___ Provided data

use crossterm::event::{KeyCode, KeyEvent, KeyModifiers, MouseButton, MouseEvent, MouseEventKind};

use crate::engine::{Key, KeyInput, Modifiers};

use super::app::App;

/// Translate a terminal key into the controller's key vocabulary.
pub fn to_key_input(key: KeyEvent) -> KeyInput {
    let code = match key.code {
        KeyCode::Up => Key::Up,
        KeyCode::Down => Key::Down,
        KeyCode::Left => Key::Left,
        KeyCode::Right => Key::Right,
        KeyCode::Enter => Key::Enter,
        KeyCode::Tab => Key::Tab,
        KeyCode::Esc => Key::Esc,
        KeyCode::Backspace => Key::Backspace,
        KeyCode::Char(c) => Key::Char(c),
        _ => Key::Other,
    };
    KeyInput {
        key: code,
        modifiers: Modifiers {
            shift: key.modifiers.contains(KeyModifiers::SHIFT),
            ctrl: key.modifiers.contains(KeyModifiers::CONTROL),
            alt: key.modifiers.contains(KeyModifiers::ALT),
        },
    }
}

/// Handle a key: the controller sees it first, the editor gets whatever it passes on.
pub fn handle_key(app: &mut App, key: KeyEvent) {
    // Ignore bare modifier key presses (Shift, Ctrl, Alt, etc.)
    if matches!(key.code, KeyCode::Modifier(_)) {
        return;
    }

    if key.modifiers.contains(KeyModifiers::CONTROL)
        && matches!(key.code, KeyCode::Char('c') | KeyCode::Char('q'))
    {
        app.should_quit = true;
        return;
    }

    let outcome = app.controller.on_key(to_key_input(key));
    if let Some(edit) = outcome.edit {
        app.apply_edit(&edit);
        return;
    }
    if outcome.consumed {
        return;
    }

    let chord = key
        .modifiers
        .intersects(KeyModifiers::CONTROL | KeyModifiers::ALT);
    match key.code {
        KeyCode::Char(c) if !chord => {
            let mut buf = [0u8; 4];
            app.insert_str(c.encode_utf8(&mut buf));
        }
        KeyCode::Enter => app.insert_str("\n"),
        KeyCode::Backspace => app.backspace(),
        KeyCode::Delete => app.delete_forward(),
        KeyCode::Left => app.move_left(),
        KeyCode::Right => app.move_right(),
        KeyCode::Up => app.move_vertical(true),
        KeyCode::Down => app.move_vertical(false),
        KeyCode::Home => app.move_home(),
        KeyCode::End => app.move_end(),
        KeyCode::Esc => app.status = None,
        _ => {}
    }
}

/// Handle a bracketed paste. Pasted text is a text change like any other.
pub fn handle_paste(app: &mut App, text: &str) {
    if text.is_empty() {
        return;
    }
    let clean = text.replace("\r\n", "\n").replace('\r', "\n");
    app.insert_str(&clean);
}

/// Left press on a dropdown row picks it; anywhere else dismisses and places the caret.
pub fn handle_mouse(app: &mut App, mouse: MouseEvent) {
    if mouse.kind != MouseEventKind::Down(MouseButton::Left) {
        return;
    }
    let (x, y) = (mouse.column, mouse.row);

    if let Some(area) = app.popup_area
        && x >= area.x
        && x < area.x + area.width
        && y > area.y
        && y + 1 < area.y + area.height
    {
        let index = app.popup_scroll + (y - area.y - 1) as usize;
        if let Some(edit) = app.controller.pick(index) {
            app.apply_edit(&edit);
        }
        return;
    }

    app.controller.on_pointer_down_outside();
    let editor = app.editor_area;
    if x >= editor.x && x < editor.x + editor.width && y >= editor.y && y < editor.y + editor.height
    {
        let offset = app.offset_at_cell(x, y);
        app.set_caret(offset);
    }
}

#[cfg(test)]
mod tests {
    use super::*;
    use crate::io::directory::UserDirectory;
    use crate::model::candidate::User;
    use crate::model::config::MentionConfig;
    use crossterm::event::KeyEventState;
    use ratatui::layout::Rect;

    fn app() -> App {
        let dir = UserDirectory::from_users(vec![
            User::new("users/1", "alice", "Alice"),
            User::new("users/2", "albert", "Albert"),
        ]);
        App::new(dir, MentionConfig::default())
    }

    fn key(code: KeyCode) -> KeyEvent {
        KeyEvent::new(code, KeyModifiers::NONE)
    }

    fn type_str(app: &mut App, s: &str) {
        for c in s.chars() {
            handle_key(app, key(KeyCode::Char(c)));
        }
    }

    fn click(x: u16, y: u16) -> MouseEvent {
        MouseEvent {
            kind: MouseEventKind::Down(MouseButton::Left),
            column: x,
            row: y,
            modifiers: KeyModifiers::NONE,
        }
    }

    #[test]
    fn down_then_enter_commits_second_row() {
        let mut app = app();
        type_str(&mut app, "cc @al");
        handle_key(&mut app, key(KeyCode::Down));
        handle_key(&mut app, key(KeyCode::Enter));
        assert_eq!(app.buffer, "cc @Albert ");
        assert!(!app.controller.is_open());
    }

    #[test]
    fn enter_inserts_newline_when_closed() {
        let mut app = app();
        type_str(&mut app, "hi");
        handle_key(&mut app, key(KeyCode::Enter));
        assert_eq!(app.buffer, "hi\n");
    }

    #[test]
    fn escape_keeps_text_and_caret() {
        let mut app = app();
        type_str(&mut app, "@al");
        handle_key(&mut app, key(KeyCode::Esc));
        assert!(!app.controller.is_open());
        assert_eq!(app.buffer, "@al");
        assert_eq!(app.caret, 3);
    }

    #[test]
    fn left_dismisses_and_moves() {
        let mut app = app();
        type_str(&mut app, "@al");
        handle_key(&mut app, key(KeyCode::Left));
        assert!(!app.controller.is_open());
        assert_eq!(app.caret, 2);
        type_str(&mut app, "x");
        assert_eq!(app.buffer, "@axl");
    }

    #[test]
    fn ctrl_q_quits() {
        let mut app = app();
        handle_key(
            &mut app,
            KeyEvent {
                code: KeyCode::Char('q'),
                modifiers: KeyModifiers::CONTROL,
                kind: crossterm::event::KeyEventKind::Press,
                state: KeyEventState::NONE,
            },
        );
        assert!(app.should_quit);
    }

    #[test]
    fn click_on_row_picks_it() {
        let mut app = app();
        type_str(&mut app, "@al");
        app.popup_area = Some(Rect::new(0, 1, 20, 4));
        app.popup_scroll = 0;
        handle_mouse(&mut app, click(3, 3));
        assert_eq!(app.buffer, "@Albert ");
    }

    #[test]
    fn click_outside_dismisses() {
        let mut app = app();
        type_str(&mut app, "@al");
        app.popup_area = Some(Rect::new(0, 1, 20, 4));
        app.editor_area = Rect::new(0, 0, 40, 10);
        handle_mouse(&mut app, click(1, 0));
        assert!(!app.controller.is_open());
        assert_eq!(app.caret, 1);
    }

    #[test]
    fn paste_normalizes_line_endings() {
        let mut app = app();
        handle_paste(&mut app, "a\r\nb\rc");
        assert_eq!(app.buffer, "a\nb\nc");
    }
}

______

## Work to be completed
Scan the entries above and return each line that holds "offset".

## Response to this exercise
        let offset = app.offset_at_cell(x, y);
        app.set_caret(offset);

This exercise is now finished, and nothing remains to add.